Last Prince-Bishop of Lübeck (1503–1561)

Johannes Tiedemann (c. 1503 – 17 April 1561) known as Johannes IX, was the last Catholic Prince-Bishop of Lübeck.

== Life ==
Johann Tiedemann was born around 1503 in Stadthagen, a son of Hans Tiedemann and his wife Geseke and brother of Christoph Tiedemann. His mother was a sister of the Lübeck council secretary and cathedral dean Johannes Rode, who also came from Stadthagen. In 1528 Tiedemann received a prebend at Lübeck Cathedral. In 1544 he was appointed Vice Dean of the absent Dean Johannes von Weeze. After his death in 1548 he was elected cathedral dean by the cathedral chapter and in the same year appointed vicar general for the absent bishop Theodor von Rheden. On 11 August 1559, the chapter elected him to succeed Andreas von Barby as Bishop of Lübeck. He received papal confirmation on 20 February 1561, but died shortly thereafter.

His double epitaph together with his brother, the canons in Lübeck and Ratzeburg Christoph Tiedemann († 1561), with a Latin inscription is in the ambulatory of Lübeck Cathedral. His monumental bronze tombstone in the Renaissance style is also in the cathedral, formerly in the choir, since the end of the 19th century on the south wall in the south aisle. It shows him in full pontifical vestments, albeit not yet consecrated with the mitre in hand, and was made in 1563 by the Lübeck council founder Matthias Benningk.

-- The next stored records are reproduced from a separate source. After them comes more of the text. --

//! Mesh fragments and their vertex arena.
//!
//! A fragment never shares vertices between triangles. Every triangle or wall
//! quad claims a fresh contiguous block of vertex slots, which keeps flat
//! shading crisp and makes fragments trivially concatenable.

use nalgebra::{Point3, Vector3};

#[cfg(feature = "serde")]
use serde::{Deserialize, Serialize};

use crate::error::{ExtrudeError, ExtrudeResult};

/// A partial triangle surface: vertices plus index triples into them.
///
/// # Example
///
/// ```
/// use mesh_extrude::MeshFragment;
/// use nalgebra::Point3;
///
/// let mut fragment = MeshFragment::new();
/// fragment
///     .push_triangle(
///         Point3::new(0.0, 0.0, 1.0),
///         Point3::new(1.0, 0.0, 1.0),
///         Point3::new(0.0, 1.0, 1.0),
///     )
///     .unwrap();
///
/// assert_eq!(fragment.vertex_count(), 3);
/// assert_eq!(fragment.triangles, vec![[0, 1, 2]]);
/// ```
#[derive(Debug, Clone, Default, PartialEq)]
#[cfg_attr(feature = "serde", derive(Serialize, Deserialize))]
pub struct MeshFragment {
    /// Vertex positions, never deduplicated.
    pub vertices: Vec<Point3<f64>>,
    /// Triangles as indices into `vertices`.
    pub triangles: Vec<[u32; 3]>,
}

impl MeshFragment {
    /// Create an empty fragment.
    #[must_use]
    pub const fn new() -> Self {
        Self {
            vertices: Vec::new(),
            triangles: Vec::new(),
        }
    }

    /// Create an empty fragment with room for the given counts.
    #[must_use]
    pub fn with_capacity(vertex_count: usize, triangle_count: usize) -> Self {
        Self {
            vertices: Vec::with_capacity(vertex_count),
            triangles: Vec::with_capacity(triangle_count),
        }
    }

    /// Number of vertices.
    #[must_use]
    pub fn vertex_count(&self) -> usize {
        self.vertices.len()
    }

    /// Number of triangles.
    #[must_use]
    pub fn triangle_count(&self) -> usize {
        self.triangles.len()
    }

    /// Whether the fragment holds no triangles.
    #[must_use]
    pub fn is_empty(&self) -> bool {
        self.triangles.is_empty()
    }

    /// Append a block of fresh vertices and return the index of the first.
    ///
    /// # Errors
    ///
    /// Returns [`ExtrudeError::IndexOverflow`] if the block would not be
    /// addressable with `u32` indices.
    pub fn alloc_block<const N: usize>(&mut self, corners: [Point3<f64>; N]) -> ExtrudeResult<u32> {
        let base = self.vertices.len();
        let end = base + N;
        if u32::try_from(end).is_err() {
            return Err(ExtrudeError::IndexOverflow { vertices: end });
        }
        self.vertices.extend(corners);
        u32::try_from(base).map_err(|_| ExtrudeError::IndexOverflow { vertices: end })
    }

    /// Append one triangle with three fresh vertices.
    ///
    /// # Errors
    ///
    /// Returns [`ExtrudeError::IndexOverflow`] if the fragment is full.
    pub fn push_triangle(
        &mut self,
        a: Point3<f64>,
        b: Point3<f64>,
        c: Point3<f64>,
    ) -> ExtrudeResult<()> {
        let base = self.alloc_block([a, b, c])?;
        self.triangles.push([base, base + 1, base + 2]);
        Ok(())
    }

    /// Append one vertical wall quad as two triangles.
    ///
    /// Vertices are stored as `[top1, top2, bot1, bot2]` and the triangles are
    /// `(top1, top2, bot1)` and `(top2, bot2, bot1)`. This winding fixes the
    /// face normals and must not be reordered.
    ///
    /// # Errors
    ///
    /// Returns [`ExtrudeError::IndexOverflow`] if the fragment is full.
    pub fn push_wall_quad(
        &mut self,
        top1: Point3<f64>,
        top2: Point3<f64>,
        bot1: Point3<f64>,
        bot2: Point3<f64>,
    ) -> ExtrudeResult<()> {
        let base = self.alloc_block([top1, top2, bot1, bot2])?;
        self.triangles.push([base, base + 1, base + 2]);
        self.triangles.push([base + 1, base + 3, base + 2]);
        Ok(())
    }

    /// Append another fragment, shifting its indices past this one's vertices.
    ///
    /// # Errors
    ///
    /// Returns [`ExtrudeError::IndexOverflow`] if the combined fragment would
    /// not be addressable with `u32` indices.
    pub fn append(&mut self, other: Self) -> ExtrudeResult<()> {
        let total = self.vertices.len() + other.vertices.len();
        if u32::try_from(total).is_err() {
            return Err(ExtrudeError::IndexOverflow { vertices: total });
        }
        let offset = u32::try_from(self.vertices.len())
            .map_err(|_| ExtrudeError::IndexOverflow { vertices: total })?;

        self.vertices.extend(other.vertices);
        self.triangles.extend(
            other
                .triangles
                .into_iter()
                .map(|[a, b, c]| [a + offset, b + offset, c + offset]),
        );
        Ok(())
    }

    /// Concatenate fragments in iteration order.
    ///
    /// # Errors
    ///
    /// Returns [`ExtrudeError::IndexOverflow`] if the result would be too large.
    pub fn merge<I>(fragments: I) -> ExtrudeResult<Self>
    where
        I: IntoIterator<Item = Self>,
    {
        let mut merged = Self::new();
        for fragment in fragments {
            merged.append(fragment)?;
        }
        Ok(merged)
    }

    fn resolve(&self, [a, b, c]: [u32; 3]) -> Option<[Point3<f64>; 3]> {
        let get = |i: u32| self.vertices.get(usize::try_from(i).ok()?).copied();
        Some([get(a)?, get(b)?, get(c)?])
    }

    /// Corner positions of a triangle, or `None` if out of range.
    #[must_use]
    pub fn triangle(&self, index: usize) -> Option<[Point3<f64>; 3]> {
        self.triangles.get(index).and_then(|&face| self.resolve(face))
    }

    /// Iterate over triangles with resolved corner positions.
    pub fn triangles_iter(&self) -> impl Iterator<Item = [Point3<f64>; 3]> + '_ {
        self.triangles.iter().filter_map(|&face| self.resolve(face))
    }

    /// Unit normal of a triangle by the right-hand rule.
    ///
    /// Returns `None` for an out-of-range index or a zero-area triangle.
    #[must_use]
    pub fn face_normal(&self, index: usize) -> Option<Vector3<f64>> {
        let [a, b, c] = self.triangle(index)?;
        (b - a).cross(&(c - a)).try_normalize(f64::EPSILON)
    }

    /// Total area of all triangles projected onto the XY plane.
    #[must_use]
    pub fn projected_area(&self) -> f64 {
        self.triangles_iter()
            .map(|[a, b, c]| {
                let cross = (b.x - a.x) * (c.y - a.y) - (c.x - a.x) * (b.y - a.y);
                cross.abs() * 0.5
            })
            .sum()
    }

    /// Lowest and highest vertex z, or `None` when there are no vertices.
    #[must_use]
    pub fn z_range(&self) -> Option<(f64, f64)> {
        self.vertices.iter().fold(None, |acc, v| match acc {
            None => Some((v.z, v.z)),
            Some((lo, hi)) => Some((lo.min(v.z), hi.max(v.z))),
        })
    }

    /// Split into parallel coordinate and index arrays.
    #[must_use]
    pub fn to_flat(&self) -> FlatMesh {
        let mut flat = FlatMesh::with_capacity(self.vertices.len(), self.triangles.len());
        for v in &self.vertices {
            flat.x.push(v.x);
            flat.y.push(v.y);
            flat.z.push(v.z);
        }
        for &[i, j, k] in &self.triangles {
            flat.i.push(i);
            flat.j.push(j);
            flat.k.push(k);
        }
        flat
    }
}

/// A fragment laid out as parallel arrays, the shape Mesh3d-style renderers
/// take directly.
#[derive(Debug, Clone, Default, PartialEq)]
#[cfg_attr(feature = "serde", derive(Serialize, Deserialize))]
pub struct FlatMesh {
    /// Vertex x coordinates.
    pub x: Vec<f64>,
    /// Vertex y coordinates.
    pub y: Vec<f64>,
    /// Vertex z coordinates.
    pub z: Vec<f64>,
    /// First corner of each triangle.
    pub i: Vec<u32>,
    /// Second corner of each triangle.
    pub j: Vec<u32>,
    /// Third corner of each triangle.
    pub k: Vec<u32>,
}

impl FlatMesh {
    fn with_capacity(vertex_count: usize, triangle_count: usize) -> Self {
        Self {
            x: Vec::with_capacity(vertex_count),
            y: Vec::with_capacity(vertex_count),
            z: Vec::with_capacity(vertex_count),
            i: Vec::with_capacity(triangle_count),
            j: Vec::with_capacity(triangle_count),
            k: Vec::with_capacity(triangle_count),
        }
    }

    /// Number of triangles.
    #[must_use]
    pub fn triangle_count(&self) -> usize {
        self.i.len()
    }
}

impl From<&MeshFragment> for FlatMesh {
    fn from(fragment: &MeshFragment) -> Self {
        fragment.to_flat()
    }
}

#[cfg(test)]
mod tests {
    use super::*;
    use approx::assert_relative_eq;

    fn p(x: f64, y: f64, z: f64) -> Point3<f64> {
        Point3::new(x, y, z)
    }

    #[test]
    fn triangles_claim_fresh_vertices() {
        let mut fragment = MeshFragment::new();
        fragment
            .push_triangle(p(0.0, 0.0, 0.0), p(1.0, 0.0, 0.0), p(0.0, 1.0, 0.0))
            .unwrap();
        fragment
            .push_triangle(p(1.0, 0.0, 0.0), p(1.0, 1.0, 0.0), p(0.0, 1.0, 0.0))
            .unwrap();

        assert_eq!(fragment.vertex_count(), 6);
        assert_eq!(fragment.triangles, vec![[0, 1, 2], [3, 4, 5]]);
    }

    #[test]
    fn wall_quad_layout() {
        let mut fragment = MeshFragment::new();
        fragment
            .push_wall_quad(
                p(0.0, 0.0, 2.0),
                p(1.0, 0.0, 2.0),
                p(0.0, 0.0, 0.0),
                p(1.0, 0.0, 0.0),
            )
            .unwrap();

        assert_eq!(fragment.vertex_count(), 4);
        assert_eq!(fragment.triangles, vec![[0, 1, 2], [1, 3, 2]]);
        assert_relative_eq!(fragment.vertices[2].z, 0.0);
        assert_relative_eq!(fragment.vertices[1].z, 2.0);
    }

    #[test]
    fn alloc_block_returns_base() {
        let mut fragment = MeshFragment::new();
        assert_eq!(fragment.alloc_block([p(0.0, 0.0, 0.0); 4]).unwrap(), 0);
        assert_eq!(fragment.alloc_block([p(0.0, 0.0, 0.0); 3]).unwrap(), 4);
        assert_eq!(fragment.vertex_count(), 7);
        assert!(fragment.is_empty());
    }

    #[test]
    fn append_rebases_indices() {
        let mut a = MeshFragment::new();
        a.push_triangle(p(0.0, 0.0, 0.0), p(1.0, 0.0, 0.0), p(0.0, 1.0, 0.0))
            .unwrap();
        let mut b = MeshFragment::new();
        b.push_wall_quad(
            p(0.0, 0.0, 1.0),
            p(1.0, 0.0, 1.0),
            p(0.0, 0.0, 0.0),
            p(1.0, 0.0, 0.0),
        )
        .unwrap();

        let merged = MeshFragment::merge([a, b]).unwrap();
        assert_eq!(merged.vertex_count(), 7);
        assert_eq!(merged.triangles, vec![[0, 1, 2], [3, 4, 5], [4, 6, 5]]);
    }

    #[test]
    fn normals_and_area() {
        let mut fragment = MeshFragment::new();
        fragment
            .push_triangle(p(0.0, 0.0, 3.0), p(2.0, 0.0, 3.0), p(0.0, 2.0, 3.0))
            .unwrap();

        let n = fragment.face_normal(0).unwrap();
        assert_relative_eq!(n, Vector3::z(), epsilon = 1e-12);
        assert_relative_eq!(fragment.projected_area(), 2.0);
        assert!(fragment.face_normal(1).is_none());
    }

    #[test]
    fn degenerate_triangle_has_no_normal() {
        let mut fragment = MeshFragment::new();
        fragment
            .push_triangle(p(0.0, 0.0, 0.0), p(1.0, 0.0, 0.0), p(2.0, 0.0, 0.0))
            .unwrap();
        assert!(fragment.face_normal(0).is_none());
    }

    #[test]
    fn z_range_spans_vertices() {
        assert!(MeshFragment::new().z_range().is_none());

        let mut fragment = MeshFragment::new();
        fragment
            .push_wall_quad(
                p(0.0, 0.0, -1.5),
                p(1.0, 0.0, -1.5),
                p(0.0, 0.0, 0.0),
                p(1.0, 0.0, 0.0),
            )
            .unwrap();
        assert_eq!(fragment.z_range(), Some((-1.5, 0.0)));
    }

    #[test]
    fn flat_layout_matches_fragment() {
        let mut fragment = MeshFragment::new();
        fragment
            .push_triangle(p(0.0, 1.0, 2.0), p(3.0, 4.0, 5.0), p(6.0, 7.0, 8.0))
            .unwrap();

        let flat = FlatMesh::from(&fragment);
        assert_eq!(flat.x, vec![0.0, 3.0, 6.0]);
        assert_eq!(flat.y, vec![1.0, 4.0, 7.0]);
        assert_eq!(flat.z, vec![2.0, 5.0, 8.0]);
        assert_eq!((flat.i[0], flat.j[0], flat.k[0]), (0, 1, 2));
        assert_eq!(flat.triangle_count(), 1);
    }
}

It is the only surviving Renaissance grave slab of this type and size in Lübeck.

== Literature ==
- Wolfgang Prange: Johannes Tiedemann der letzte katholische Bischof von Lübeck. In: Zeitschrift des Vereins für Lübeckische Geschichte und Altertumskunde. 1974, Bd. 54–56 S. 7 f.
- Wolfgang Prange: Tiedemann, Johannes. In: Olaf Klose, Eva Rudolph (Hrsg.): Schleswig-Holsteinisches Biographisches Lexikon, Bd. 4. Wachholtz, Neumünster 1976, S. 222f.
- Karl Hengst: Die Bischöfe des Heiligen Römischen Reiches 1448 bis 1648. S. 93.
- Friedrich Wilhelm Ebeling: Die deutschen Bischöfe bis zum Ende des sechzehnten Jahrhunderts - Biographisch, literarisch, historisch und kirchenstatistisch dargestellt. 1. Band, Leipzig 1858, S. 562–589.
- Ernst Friedrich Mooyer: Verzeichnisse der deutschen Bischöfe seit dem Jahre 800 nach Chr. Geb. Minden 1854, S. 56–57.